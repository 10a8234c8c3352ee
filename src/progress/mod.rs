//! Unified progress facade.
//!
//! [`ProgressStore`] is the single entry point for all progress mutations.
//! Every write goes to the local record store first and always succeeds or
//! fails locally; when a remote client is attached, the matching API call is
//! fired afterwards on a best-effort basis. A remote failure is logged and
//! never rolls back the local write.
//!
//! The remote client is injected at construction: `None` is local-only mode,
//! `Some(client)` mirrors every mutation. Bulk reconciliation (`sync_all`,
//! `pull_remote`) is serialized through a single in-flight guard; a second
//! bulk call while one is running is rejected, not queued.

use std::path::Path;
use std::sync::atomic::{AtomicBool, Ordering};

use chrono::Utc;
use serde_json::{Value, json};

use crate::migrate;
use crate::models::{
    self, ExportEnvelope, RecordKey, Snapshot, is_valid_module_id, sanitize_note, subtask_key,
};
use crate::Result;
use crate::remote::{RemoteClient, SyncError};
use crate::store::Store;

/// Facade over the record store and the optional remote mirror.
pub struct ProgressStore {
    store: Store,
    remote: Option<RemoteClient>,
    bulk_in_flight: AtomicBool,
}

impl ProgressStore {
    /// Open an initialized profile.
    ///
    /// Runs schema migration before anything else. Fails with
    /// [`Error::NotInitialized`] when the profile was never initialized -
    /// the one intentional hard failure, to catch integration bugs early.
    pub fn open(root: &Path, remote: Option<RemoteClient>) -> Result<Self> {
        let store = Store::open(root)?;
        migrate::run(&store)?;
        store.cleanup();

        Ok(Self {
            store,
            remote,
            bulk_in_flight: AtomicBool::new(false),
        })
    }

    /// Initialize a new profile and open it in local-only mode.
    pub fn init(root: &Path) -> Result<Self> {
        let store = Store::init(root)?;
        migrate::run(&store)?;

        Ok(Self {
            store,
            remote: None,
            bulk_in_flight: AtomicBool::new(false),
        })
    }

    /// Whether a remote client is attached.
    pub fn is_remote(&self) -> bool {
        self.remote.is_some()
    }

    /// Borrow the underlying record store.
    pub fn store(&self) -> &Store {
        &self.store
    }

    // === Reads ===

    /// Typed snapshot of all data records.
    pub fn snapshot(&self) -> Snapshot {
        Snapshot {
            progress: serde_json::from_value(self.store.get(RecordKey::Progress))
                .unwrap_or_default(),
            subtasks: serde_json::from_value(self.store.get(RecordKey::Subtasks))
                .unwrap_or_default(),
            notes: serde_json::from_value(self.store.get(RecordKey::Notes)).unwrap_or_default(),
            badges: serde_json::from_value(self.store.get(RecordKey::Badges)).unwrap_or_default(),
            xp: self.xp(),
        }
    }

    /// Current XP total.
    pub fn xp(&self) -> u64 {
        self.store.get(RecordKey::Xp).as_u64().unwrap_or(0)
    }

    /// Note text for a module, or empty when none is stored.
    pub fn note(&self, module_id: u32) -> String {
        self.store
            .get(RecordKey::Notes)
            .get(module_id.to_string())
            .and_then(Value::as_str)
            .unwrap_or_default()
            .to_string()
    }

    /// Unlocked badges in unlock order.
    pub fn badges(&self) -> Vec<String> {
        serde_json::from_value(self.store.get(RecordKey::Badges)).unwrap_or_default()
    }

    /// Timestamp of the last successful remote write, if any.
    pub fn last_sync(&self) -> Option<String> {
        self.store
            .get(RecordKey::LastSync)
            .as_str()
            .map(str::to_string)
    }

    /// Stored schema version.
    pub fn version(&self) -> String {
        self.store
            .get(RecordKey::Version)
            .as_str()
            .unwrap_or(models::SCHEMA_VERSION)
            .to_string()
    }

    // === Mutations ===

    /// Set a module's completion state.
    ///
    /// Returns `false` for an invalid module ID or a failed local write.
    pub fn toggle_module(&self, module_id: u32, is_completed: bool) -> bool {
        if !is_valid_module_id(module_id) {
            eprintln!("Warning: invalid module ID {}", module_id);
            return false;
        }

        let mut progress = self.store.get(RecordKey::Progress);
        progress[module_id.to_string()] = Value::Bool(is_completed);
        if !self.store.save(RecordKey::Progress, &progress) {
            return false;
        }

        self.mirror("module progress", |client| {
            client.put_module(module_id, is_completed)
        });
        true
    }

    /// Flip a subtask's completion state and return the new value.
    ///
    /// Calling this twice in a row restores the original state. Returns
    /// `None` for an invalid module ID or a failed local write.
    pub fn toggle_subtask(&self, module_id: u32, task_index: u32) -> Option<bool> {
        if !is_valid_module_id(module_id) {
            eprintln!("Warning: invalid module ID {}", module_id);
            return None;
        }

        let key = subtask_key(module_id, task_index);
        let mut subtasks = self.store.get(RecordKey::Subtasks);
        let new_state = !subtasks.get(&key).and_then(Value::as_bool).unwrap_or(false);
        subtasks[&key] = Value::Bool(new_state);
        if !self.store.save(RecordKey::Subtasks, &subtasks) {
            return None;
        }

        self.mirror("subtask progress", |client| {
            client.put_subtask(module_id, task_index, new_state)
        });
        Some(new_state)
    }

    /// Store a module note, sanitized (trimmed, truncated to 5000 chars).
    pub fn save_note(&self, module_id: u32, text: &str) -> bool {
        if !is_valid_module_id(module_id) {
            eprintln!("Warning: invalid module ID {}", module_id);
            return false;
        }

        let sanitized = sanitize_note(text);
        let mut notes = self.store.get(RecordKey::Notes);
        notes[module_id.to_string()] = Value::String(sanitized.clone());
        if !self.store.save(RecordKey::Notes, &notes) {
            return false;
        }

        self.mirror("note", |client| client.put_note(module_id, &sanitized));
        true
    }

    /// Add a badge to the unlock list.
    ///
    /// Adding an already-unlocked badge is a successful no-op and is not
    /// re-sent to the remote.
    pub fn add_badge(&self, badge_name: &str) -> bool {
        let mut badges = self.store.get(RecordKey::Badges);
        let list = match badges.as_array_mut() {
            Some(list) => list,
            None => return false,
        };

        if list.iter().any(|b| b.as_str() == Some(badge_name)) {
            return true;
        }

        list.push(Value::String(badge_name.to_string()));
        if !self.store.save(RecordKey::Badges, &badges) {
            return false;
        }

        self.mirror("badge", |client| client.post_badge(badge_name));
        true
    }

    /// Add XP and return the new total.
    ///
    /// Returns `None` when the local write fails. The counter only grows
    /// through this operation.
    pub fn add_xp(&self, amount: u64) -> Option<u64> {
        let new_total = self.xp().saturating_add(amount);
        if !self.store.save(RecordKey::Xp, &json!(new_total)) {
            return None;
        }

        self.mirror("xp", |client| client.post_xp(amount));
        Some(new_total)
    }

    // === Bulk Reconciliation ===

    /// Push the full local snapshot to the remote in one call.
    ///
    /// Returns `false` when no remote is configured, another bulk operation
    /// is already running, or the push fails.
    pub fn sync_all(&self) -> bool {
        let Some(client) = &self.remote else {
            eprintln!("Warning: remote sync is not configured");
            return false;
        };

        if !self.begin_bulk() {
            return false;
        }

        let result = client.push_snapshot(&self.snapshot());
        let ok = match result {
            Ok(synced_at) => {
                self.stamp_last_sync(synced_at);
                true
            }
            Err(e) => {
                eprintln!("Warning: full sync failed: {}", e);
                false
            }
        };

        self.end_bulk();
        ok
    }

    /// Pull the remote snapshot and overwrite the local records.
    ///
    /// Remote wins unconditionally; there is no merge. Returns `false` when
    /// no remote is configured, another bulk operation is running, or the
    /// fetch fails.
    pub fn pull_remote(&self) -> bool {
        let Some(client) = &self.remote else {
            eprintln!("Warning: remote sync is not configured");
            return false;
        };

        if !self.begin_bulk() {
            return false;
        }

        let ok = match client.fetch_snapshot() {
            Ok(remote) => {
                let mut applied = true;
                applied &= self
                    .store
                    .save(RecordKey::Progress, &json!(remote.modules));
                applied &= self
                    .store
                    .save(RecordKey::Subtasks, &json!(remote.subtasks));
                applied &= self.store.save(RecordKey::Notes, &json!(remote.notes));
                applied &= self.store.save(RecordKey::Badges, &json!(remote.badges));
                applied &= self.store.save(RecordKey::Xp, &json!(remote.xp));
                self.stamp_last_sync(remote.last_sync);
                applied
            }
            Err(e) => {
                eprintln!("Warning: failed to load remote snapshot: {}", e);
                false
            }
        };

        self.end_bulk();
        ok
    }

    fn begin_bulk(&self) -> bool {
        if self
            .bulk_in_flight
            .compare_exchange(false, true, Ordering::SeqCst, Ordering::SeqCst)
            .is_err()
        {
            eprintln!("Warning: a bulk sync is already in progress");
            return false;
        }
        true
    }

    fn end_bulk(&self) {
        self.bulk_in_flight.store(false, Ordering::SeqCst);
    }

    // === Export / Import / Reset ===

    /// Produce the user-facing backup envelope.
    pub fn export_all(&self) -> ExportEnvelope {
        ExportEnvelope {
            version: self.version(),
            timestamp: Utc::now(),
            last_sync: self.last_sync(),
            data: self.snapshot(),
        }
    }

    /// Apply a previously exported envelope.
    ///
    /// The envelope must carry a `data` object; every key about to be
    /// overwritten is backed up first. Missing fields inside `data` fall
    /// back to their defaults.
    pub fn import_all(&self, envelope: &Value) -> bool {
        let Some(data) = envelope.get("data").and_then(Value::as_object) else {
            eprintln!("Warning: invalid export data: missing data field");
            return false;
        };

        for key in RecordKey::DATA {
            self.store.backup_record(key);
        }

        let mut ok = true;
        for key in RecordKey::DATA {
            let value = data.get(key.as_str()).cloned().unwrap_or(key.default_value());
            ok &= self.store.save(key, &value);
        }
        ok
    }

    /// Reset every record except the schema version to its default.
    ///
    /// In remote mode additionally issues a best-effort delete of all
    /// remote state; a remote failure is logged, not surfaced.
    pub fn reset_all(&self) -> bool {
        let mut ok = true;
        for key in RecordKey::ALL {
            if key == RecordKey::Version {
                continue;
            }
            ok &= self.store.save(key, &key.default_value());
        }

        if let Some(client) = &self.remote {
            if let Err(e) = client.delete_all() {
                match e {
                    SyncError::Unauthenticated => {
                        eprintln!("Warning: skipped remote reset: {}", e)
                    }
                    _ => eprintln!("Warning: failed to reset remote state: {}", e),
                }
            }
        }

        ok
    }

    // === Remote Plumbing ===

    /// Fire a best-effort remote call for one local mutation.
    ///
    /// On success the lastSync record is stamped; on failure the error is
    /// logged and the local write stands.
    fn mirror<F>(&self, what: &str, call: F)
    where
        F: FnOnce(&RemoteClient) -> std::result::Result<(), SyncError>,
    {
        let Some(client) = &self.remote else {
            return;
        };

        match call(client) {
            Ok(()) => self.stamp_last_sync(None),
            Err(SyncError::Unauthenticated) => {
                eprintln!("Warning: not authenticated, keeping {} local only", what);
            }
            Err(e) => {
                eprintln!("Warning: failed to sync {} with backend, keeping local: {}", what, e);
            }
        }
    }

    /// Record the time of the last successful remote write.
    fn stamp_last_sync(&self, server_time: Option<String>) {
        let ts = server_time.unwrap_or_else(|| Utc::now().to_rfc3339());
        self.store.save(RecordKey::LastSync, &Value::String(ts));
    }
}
· · ·
▶ _Work instructions_
What is wanted is one number: how many lines in the listing hold the string "attached".

▶ _Solution below_
2